[Required action] Every record that follows should be output exactly as it is given.

(Stored data entries)
-------

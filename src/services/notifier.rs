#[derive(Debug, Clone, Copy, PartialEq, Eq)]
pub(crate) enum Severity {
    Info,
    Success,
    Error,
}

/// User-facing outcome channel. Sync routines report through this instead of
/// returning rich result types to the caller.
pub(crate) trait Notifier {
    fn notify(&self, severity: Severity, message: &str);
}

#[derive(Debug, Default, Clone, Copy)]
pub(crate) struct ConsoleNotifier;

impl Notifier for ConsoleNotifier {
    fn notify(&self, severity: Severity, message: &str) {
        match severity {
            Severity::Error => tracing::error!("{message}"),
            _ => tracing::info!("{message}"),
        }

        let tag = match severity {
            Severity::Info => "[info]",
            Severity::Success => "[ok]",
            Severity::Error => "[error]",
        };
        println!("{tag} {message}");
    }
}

-------

[Answer section]
filename src/services/notifier.rs
#[derive(Debug, Clone, Copy, PartialEq, Eq)]
pub(crate) enum Severity {
    Info,
    Success,
    Error,
}

/// User-facing outcome channel. Sync routines report through this instead of
/// returning rich result types to the caller.
pub(crate) trait Notifier {
    fn notify(&self, severity: Severity, message: &str);
}

#[derive(Debug, Default, Clone, Copy)]
pub(crate) struct ConsoleNotifier;

impl Notifier for ConsoleNotifier {
    fn notify(&self, severity: Severity, message: &str) {
        match severity {
            Severity::Error => tracing::error!("{message}"),
            _ => tracing::info!("{message}"),
        }

        let tag = match severity {
            Severity::Info => "[info]",
            Severity::Success => "[ok]",
            Severity::Error => "[error]",
        };
        println!("{tag} {message}");
    }
}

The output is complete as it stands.